Extracted information Block Start
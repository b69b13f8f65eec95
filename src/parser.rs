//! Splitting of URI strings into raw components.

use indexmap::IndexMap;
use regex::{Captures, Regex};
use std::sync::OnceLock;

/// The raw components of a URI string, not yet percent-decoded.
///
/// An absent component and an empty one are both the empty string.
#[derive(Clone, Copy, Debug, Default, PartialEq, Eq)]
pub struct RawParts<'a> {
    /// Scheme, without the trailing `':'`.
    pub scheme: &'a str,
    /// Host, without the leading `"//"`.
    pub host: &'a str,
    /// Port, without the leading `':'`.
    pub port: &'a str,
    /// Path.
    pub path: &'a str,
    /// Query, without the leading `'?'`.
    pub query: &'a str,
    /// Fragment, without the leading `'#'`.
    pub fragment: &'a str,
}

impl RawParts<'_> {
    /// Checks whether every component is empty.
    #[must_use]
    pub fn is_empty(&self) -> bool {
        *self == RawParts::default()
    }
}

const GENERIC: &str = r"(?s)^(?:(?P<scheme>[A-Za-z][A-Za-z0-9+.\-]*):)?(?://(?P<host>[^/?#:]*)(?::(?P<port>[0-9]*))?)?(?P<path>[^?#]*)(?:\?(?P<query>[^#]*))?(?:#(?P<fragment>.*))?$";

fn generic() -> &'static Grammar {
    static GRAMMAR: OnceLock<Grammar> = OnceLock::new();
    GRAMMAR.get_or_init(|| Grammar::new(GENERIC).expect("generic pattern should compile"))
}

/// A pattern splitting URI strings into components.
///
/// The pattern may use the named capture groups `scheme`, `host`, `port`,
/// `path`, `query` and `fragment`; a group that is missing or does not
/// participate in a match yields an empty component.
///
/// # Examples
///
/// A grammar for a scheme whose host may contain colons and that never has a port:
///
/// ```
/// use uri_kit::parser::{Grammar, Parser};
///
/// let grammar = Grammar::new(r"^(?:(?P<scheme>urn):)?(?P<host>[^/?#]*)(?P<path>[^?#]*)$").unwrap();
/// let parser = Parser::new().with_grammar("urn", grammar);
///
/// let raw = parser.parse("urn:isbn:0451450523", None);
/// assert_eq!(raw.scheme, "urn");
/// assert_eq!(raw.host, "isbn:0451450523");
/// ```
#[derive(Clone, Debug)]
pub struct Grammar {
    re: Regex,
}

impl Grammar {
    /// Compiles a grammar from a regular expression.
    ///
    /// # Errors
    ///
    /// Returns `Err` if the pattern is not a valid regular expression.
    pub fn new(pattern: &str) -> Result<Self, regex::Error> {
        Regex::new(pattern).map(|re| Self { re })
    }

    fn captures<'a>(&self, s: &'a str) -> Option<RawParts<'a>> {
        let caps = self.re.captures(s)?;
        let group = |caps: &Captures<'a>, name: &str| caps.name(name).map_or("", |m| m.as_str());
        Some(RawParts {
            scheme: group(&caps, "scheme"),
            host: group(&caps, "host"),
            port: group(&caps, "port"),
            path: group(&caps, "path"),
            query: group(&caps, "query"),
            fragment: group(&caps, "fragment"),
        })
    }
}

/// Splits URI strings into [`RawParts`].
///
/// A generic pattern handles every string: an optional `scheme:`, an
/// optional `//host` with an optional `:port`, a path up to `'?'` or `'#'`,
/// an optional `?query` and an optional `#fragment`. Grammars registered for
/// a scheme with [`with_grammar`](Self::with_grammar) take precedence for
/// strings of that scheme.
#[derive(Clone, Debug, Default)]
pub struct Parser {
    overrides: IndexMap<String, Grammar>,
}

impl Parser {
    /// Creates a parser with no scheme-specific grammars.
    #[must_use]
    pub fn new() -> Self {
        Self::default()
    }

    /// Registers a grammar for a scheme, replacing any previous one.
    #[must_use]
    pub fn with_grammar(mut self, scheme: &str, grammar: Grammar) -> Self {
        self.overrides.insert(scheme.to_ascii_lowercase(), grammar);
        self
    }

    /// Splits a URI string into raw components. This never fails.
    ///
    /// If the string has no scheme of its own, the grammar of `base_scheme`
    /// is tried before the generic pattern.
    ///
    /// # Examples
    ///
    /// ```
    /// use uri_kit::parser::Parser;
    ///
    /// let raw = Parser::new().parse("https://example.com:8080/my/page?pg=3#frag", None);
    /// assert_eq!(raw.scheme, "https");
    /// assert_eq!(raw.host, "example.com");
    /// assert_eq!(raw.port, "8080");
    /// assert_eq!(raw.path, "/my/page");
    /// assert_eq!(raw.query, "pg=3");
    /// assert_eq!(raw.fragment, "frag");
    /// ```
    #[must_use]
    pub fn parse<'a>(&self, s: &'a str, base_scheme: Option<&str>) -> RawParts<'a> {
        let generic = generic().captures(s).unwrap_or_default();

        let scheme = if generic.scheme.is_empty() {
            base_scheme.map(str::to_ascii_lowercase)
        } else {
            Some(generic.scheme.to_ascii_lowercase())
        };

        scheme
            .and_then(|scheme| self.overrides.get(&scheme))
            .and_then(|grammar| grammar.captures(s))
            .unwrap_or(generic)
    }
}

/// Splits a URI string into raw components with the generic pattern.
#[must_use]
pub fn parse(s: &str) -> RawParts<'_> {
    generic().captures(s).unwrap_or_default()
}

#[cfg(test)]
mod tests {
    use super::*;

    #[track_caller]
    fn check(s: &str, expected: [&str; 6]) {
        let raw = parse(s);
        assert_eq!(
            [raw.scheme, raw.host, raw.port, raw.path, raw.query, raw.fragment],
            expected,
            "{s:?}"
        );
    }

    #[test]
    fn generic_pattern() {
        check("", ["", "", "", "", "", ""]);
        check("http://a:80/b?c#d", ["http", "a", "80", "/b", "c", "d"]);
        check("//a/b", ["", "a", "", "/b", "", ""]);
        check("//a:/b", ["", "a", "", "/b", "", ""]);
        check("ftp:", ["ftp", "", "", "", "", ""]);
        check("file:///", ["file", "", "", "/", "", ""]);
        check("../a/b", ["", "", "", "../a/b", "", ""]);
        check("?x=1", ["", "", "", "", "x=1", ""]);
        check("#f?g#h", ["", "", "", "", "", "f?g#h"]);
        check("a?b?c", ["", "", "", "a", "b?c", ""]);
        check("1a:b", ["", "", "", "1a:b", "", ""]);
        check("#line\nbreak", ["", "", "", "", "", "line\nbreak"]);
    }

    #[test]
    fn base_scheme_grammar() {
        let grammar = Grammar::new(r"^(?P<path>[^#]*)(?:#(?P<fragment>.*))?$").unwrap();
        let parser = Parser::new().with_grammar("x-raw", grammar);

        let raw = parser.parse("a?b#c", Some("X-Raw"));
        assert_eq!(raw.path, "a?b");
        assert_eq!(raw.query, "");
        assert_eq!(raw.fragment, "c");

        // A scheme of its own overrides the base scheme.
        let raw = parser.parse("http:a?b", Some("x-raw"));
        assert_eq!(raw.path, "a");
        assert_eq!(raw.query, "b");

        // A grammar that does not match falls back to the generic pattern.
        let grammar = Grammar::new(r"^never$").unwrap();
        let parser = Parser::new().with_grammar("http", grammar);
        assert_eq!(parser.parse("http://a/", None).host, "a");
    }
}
Extracted information Block End
**Task**
Return nothing but the lines from the top of the records above through the line that has "pub struct RawParts<'a>". Keep each one exact.

**Output below**
repository b69b13f8f65eec95
filename src/parser.rs
//! Splitting of URI strings into raw components.

use indexmap::IndexMap;
use regex::{Captures, Regex};
use std::sync::OnceLock;

/// The raw components of a URI string, not yet percent-decoded.
///
/// An absent component and an empty one are both the empty string.
#[derive(Clone, Copy, Debug, Default, PartialEq, Eq)]
pub struct RawParts<'a> {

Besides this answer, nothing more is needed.